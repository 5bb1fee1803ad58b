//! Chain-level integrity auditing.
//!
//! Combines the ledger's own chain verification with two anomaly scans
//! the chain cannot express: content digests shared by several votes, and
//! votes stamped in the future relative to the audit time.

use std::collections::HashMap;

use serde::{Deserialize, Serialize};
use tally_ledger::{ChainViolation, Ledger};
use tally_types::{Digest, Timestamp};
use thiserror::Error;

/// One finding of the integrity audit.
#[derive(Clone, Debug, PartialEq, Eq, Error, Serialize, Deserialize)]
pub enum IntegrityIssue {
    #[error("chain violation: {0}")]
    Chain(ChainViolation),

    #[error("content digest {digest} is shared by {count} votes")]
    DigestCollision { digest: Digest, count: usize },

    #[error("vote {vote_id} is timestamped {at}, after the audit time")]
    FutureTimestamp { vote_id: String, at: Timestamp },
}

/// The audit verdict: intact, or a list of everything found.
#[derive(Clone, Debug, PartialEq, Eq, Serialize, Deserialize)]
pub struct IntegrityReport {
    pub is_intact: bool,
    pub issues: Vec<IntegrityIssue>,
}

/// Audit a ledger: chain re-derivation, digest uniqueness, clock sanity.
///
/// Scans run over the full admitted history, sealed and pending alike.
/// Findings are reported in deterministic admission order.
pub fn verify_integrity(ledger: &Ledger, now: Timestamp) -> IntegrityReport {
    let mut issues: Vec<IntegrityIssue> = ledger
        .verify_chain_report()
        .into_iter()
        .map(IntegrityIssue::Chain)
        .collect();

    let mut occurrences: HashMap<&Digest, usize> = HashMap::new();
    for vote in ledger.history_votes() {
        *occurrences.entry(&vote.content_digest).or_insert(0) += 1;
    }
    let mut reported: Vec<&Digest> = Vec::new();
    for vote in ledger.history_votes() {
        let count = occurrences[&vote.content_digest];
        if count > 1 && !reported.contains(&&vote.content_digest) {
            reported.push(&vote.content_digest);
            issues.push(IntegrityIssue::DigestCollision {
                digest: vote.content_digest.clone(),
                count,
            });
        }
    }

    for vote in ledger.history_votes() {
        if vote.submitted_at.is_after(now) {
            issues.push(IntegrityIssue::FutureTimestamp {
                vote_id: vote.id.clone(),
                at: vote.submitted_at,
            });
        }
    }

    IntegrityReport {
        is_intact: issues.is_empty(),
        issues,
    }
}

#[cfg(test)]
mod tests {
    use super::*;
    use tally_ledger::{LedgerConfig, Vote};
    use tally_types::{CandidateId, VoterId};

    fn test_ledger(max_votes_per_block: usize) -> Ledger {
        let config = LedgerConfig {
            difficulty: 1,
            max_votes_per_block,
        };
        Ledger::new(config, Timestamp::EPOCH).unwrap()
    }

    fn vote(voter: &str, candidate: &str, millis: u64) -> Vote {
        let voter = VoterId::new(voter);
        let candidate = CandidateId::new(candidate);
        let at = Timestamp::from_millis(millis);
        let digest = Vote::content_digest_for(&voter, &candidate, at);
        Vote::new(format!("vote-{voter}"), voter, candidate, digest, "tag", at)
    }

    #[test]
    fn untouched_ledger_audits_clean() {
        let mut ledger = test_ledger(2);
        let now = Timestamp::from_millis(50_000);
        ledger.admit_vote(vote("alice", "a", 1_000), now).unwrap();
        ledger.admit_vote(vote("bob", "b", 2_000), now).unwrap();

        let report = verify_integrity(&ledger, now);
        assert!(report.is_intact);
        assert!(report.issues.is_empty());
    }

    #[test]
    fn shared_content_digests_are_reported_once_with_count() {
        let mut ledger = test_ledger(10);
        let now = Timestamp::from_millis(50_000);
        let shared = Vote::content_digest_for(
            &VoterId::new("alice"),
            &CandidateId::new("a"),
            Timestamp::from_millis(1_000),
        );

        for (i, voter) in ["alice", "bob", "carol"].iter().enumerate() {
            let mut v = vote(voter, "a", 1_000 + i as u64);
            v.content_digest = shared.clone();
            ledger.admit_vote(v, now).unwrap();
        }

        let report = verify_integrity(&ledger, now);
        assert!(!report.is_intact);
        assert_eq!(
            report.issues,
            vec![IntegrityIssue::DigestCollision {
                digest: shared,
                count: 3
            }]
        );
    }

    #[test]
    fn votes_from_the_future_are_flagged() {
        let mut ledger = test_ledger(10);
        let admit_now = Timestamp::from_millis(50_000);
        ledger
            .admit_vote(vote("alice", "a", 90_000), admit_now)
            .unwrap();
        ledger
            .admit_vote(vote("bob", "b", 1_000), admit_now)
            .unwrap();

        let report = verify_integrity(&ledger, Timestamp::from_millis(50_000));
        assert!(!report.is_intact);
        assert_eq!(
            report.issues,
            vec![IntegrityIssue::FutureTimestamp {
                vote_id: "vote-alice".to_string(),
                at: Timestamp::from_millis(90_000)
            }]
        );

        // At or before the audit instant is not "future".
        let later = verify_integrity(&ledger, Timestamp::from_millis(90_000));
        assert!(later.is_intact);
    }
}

——————————

**TASK BRIEF**
Start to finish, give the listing again exactly.

**YOUR RESPONSE**
repository 5bb1fee1803ad58b
//! Chain-level integrity auditing.
//!
//! Combines the ledger's own chain verification with two anomaly scans
//! the chain cannot express: content digests shared by several votes, and
//! votes stamped in the future relative to the audit time.

use std::collections::HashMap;

use serde::{Deserialize, Serialize};
use tally_ledger::{ChainViolation, Ledger};
use tally_types::{Digest, Timestamp};
use thiserror::Error;

/// One finding of the integrity audit.
#[derive(Clone, Debug, PartialEq, Eq, Error, Serialize, Deserialize)]
pub enum IntegrityIssue {
    #[error("chain violation: {0}")]
    Chain(ChainViolation),

    #[error("content digest {digest} is shared by {count} votes")]
    DigestCollision { digest: Digest, count: usize },

    #[error("vote {vote_id} is timestamped {at}, after the audit time")]
    FutureTimestamp { vote_id: String, at: Timestamp },
}

/// The audit verdict: intact, or a list of everything found.
#[derive(Clone, Debug, PartialEq, Eq, Serialize, Deserialize)]
pub struct IntegrityReport {
    pub is_intact: bool,
    pub issues: Vec<IntegrityIssue>,
}

/// Audit a ledger: chain re-derivation, digest uniqueness, clock sanity.
///
/// Scans run over the full admitted history, sealed and pending alike.
/// Findings are reported in deterministic admission order.
pub fn verify_integrity(ledger: &Ledger, now: Timestamp) -> IntegrityReport {
    let mut issues: Vec<IntegrityIssue> = ledger
        .verify_chain_report()
        .into_iter()
        .map(IntegrityIssue::Chain)
        .collect();

    let mut occurrences: HashMap<&Digest, usize> = HashMap::new();
    for vote in ledger.history_votes() {
        *occurrences.entry(&vote.content_digest).or_insert(0) += 1;
    }
    let mut reported: Vec<&Digest> = Vec::new();
    for vote in ledger.history_votes() {
        let count = occurrences[&vote.content_digest];
        if count > 1 && !reported.contains(&&vote.content_digest) {
            reported.push(&vote.content_digest);
            issues.push(IntegrityIssue::DigestCollision {
                digest: vote.content_digest.clone(),
                count,
            });
        }
    }

    for vote in ledger.history_votes() {
        if vote.submitted_at.is_after(now) {
            issues.push(IntegrityIssue::FutureTimestamp {
                vote_id: vote.id.clone(),
                at: vote.submitted_at,
            });
        }
    }

    IntegrityReport {
        is_intact: issues.is_empty(),
        issues,
    }
}

#[cfg(test)]
mod tests {
    use super::*;
    use tally_ledger::{LedgerConfig, Vote};
    use tally_types::{CandidateId, VoterId};

    fn test_ledger(max_votes_per_block: usize) -> Ledger {
        let config = LedgerConfig {
            difficulty: 1,
            max_votes_per_block,
        };
        Ledger::new(config, Timestamp::EPOCH).unwrap()
    }

    fn vote(voter: &str, candidate: &str, millis: u64) -> Vote {
        let voter = VoterId::new(voter);
        let candidate = CandidateId::new(candidate);
        let at = Timestamp::from_millis(millis);
        let digest = Vote::content_digest_for(&voter, &candidate, at);
        Vote::new(format!("vote-{voter}"), voter, candidate, digest, "tag", at)
    }

    #[test]
    fn untouched_ledger_audits_clean() {
        let mut ledger = test_ledger(2);
        let now = Timestamp::from_millis(50_000);
        ledger.admit_vote(vote("alice", "a", 1_000), now).unwrap();
        ledger.admit_vote(vote("bob", "b", 2_000), now).unwrap();

        let report = verify_integrity(&ledger, now);
        assert!(report.is_intact);
        assert!(report.issues.is_empty());
    }

    #[test]
    fn shared_content_digests_are_reported_once_with_count() {
        let mut ledger = test_ledger(10);
        let now = Timestamp::from_millis(50_000);
        let shared = Vote::content_digest_for(
            &VoterId::new("alice"),
            &CandidateId::new("a"),
            Timestamp::from_millis(1_000),
        );

        for (i, voter) in ["alice", "bob", "carol"].iter().enumerate() {
            let mut v = vote(voter, "a", 1_000 + i as u64);
            v.content_digest = shared.clone();
            ledger.admit_vote(v, now).unwrap();
        }

        let report = verify_integrity(&ledger, now);
        assert!(!report.is_intact);
        assert_eq!(
            report.issues,
            vec![IntegrityIssue::DigestCollision {
                digest: shared,
                count: 3
            }]
        );
    }

    #[test]
    fn votes_from_the_future_are_flagged() {
        let mut ledger = test_ledger(10);
        let admit_now = Timestamp::from_millis(50_000);
        ledger
            .admit_vote(vote("alice", "a", 90_000), admit_now)
            .unwrap();
        ledger
            .admit_vote(vote("bob", "b", 1_000), admit_now)
            .unwrap();

        let report = verify_integrity(&ledger, Timestamp::from_millis(50_000));
        assert!(!report.is_intact);
        assert_eq!(
            report.issues,
            vec![IntegrityIssue::FutureTimestamp {
                vote_id: "vote-alice".to_string(),
                at: Timestamp::from_millis(90_000)
            }]
        );

        // At or before the audit instant is not "future".
        let later = verify_integrity(&ledger, Timestamp::from_millis(90_000));
        assert!(later.is_intact);
    }
}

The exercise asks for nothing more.